Segment Start: Data records

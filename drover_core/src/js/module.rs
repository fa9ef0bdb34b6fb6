//! Module records for one isolate: the path → module index, synchronous
//! static-import graph fetching, and synthetic modules for builtins.

use crate::js::binding::throw_error;
use crate::js::JsRuntime;
use crate::prelude::*;
use url::Url;

/// Canonical module key: a builtin specifier (`k6/...`) or an absolute URL
/// string.
pub type ModuleKey = String;

/// Module map. Tracks every compiled module of one isolate, so cyclic
/// imports resolve to the live record even mid-evaluation.
pub struct ModuleMap {
  main: Option<ModuleKey>,
  index: HashMap<ModuleKey, v8::Global<v8::Module>>,
  builtin_exports: HashMap<ModuleKey, v8::Global<v8::Object>>,
}

impl ModuleMap {
  pub fn new() -> ModuleMap {
    Self {
      main: None,
      index: HashMap::new(),
      builtin_exports: HashMap::new(),
    }
  }

  pub fn main(&self) -> &Option<ModuleKey> {
    &self.main
  }

  pub fn set_main(&mut self, key: &str) {
    self.main = Some(key.to_string());
  }

  pub fn insert(&mut self, key: &str, module: v8::Global<v8::Module>) {
    self.index.insert(key.to_string(), module);
  }

  pub fn get(&self, key: &str) -> Option<v8::Global<v8::Module>> {
    self.index.get(key).cloned()
  }

  pub fn contains(&self, key: &str) -> bool {
    self.index.contains_key(key)
  }

  /// Reverse lookup: the key a compiled module was registered under.
  pub fn get_key(&self, module: &v8::Global<v8::Module>) -> Option<ModuleKey> {
    self
      .index
      .iter()
      .find(|(_, m)| *m == module)
      .map(|(k, _)| k.clone())
  }

  pub fn insert_builtin_exports(&mut self, key: &str, exports: v8::Global<v8::Object>) {
    self.builtin_exports.insert(key.to_string(), exports);
  }

  pub fn builtin_exports(&self, key: &str) -> Option<v8::Global<v8::Object>> {
    self.builtin_exports.get(key).cloned()
  }
}

impl Default for ModuleMap {
  fn default() -> Self {
    ModuleMap::new()
  }
}

/// Create v8 script origin.
pub fn create_origin<'s>(
  scope: &mut v8::HandleScope<'s, ()>,
  name: &str,
  is_module: bool,
) -> v8::ScriptOrigin<'s> {
  let name = v8::String::new(scope, name).unwrap();
  let source_map = v8::undefined(scope);

  v8::ScriptOrigin::new(
    scope,
    name.into(),
    0,
    0,
    false,
    0,
    Some(source_map.into()),
    false,
    false,
    is_module,
    None,
  )
}

/// Compiles the module graph rooted at `key`, synchronously and eagerly.
/// Every module lands in the [`ModuleMap`] before its dependencies are
/// walked, which is what makes cyclic imports resolvable.
///
/// On failure the exception is left in the scope (run under a `TryCatch`).
pub fn fetch_module_tree<'a>(
  scope: &mut v8::HandleScope<'a>,
  key: &str,
  maybe_source: Option<&str>,
) -> Option<v8::Local<'a, v8::Module>> {
  let state_rc = JsRuntime::state(scope);

  if let Some(module) = state_rc.borrow().module_map.get(key) {
    return Some(v8::Local::new(scope, module));
  }

  let resolver = state_rc.borrow().bag.resolver.clone();
  if resolver.is_builtin(key) {
    return fetch_builtin_module(scope, key);
  }

  let code = match maybe_source {
    Some(source) => source.to_string(),
    None => match resolver.load(key) {
      Ok(loaded) => loaded.code.clone(),
      Err(e) => {
        throw_error(scope, &e.to_string());
        return None;
      }
    },
  };
  trace!("compiling module {key:?} ({} bytes)", code.len());

  let origin = create_origin(scope, key, true);
  let code = v8::String::new(scope, &code)?;
  let mut source = v8::script_compiler::Source::new(code, Some(&origin));
  let module = v8::script_compiler::compile_module(scope, &mut source)?;

  let module_ref = v8::Global::new(scope, module);
  state_rc.borrow_mut().module_map.insert(key, module_ref);

  let base = Url::parse(key).ok();
  let requests = module.get_module_requests();
  for i in 0..requests.length() {
    let request = requests.get(scope, i).unwrap();
    let request = v8::Local::<v8::ModuleRequest>::try_from(request).unwrap();
    let specifier = request.get_specifier().to_rust_string_lossy(scope);

    let resolved = match resolver.resolve(base.as_ref(), &specifier) {
      Ok(resolved) => resolved,
      Err(e) => {
        throw_error(scope, &e.to_string());
        return None;
      }
    };

    if !state_rc.borrow().module_map.contains(&resolved) {
      fetch_module_tree(scope, &resolved, None)?;
    }
  }

  Some(module)
}

/// Materializes a builtin as a synthetic module: one export per property of
/// the instantiated exports object, plus `default` bound to the object
/// itself.
fn fetch_builtin_module<'a>(
  scope: &mut v8::HandleScope<'a>,
  specifier: &str,
) -> Option<v8::Local<'a, v8::Module>> {
  let exports = match crate::modules::instantiate_builtin(scope, specifier) {
    Ok(exports) => exports,
    Err(e) => {
      throw_error(scope, &e.to_string());
      return None;
    }
  };
  let exports_local = v8::Local::new(scope, exports.clone());

  let mut export_names: Vec<v8::Local<v8::String>> = vec![];
  let names =
    exports_local.get_own_property_names(scope, v8::GetPropertyNamesArgs::default())?;
  for i in 0..names.length() {
    let name = names.get_index(scope, i)?;
    if name.is_string() {
      export_names.push(name.to_string(scope)?);
    }
  }
  let default_name = v8::String::new(scope, "default")?;
  export_names.push(default_name);

  let name = v8::String::new(scope, specifier)?;
  let module =
    v8::Module::create_synthetic_module(scope, name, &export_names, builtin_evaluation_steps);

  let state_rc = JsRuntime::state(scope);
  let module_ref = v8::Global::new(scope, module);
  let mut state = state_rc.borrow_mut();
  state.module_map.insert(specifier, module_ref);
  state.module_map.insert_builtin_exports(specifier, exports);

  Some(module)
}

/// Evaluation steps for synthetic builtin modules: copy the instantiated
/// exports onto the module's bindings.
fn builtin_evaluation_steps<'a>(
  context: v8::Local<'a, v8::Context>,
  module: v8::Local<v8::Module>,
) -> Option<v8::Local<'a, v8::Value>> {
  let scope = &mut unsafe { v8::CallbackScope::new(context) };
  let scope = &mut v8::HandleScope::new(scope);

  let state_rc = JsRuntime::state(scope);
  let (key, exports) = {
    let state = state_rc.borrow();
    let module_ref = v8::Global::new(scope, module);
    let key = state.module_map.get_key(&module_ref)?;
    let exports = state.module_map.builtin_exports(&key)?;
    (key, exports)
  };
  trace!("evaluating synthetic builtin module {key:?}");

  let exports = v8::Local::new(scope, exports);

  let names = exports.get_own_property_names(scope, v8::GetPropertyNamesArgs::default())?;
  for i in 0..names.length() {
    let name = names.get_index(scope, i)?;
    if !name.is_string() {
      continue;
    }
    let name = name.to_string(scope)?;
    let value = exports.get(scope, name.into())?;
    module.set_synthetic_module_export(scope, name, value)?;
  }

  let default_name = v8::String::new(scope, "default")?;
  module.set_synthetic_module_export(scope, default_name, exports.into())?;

  Some(v8::undefined(scope).into())
}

Segment End: Data records

- Goal of the exercise -
Search the material for the string "HandleScope" and return each line that has it.

- Result of this task -
  scope: &mut v8::HandleScope<'s, ()>,
  scope: &mut v8::HandleScope<'a>,
  scope: &mut v8::HandleScope<'a>,
  let scope = &mut v8::HandleScope::new(scope);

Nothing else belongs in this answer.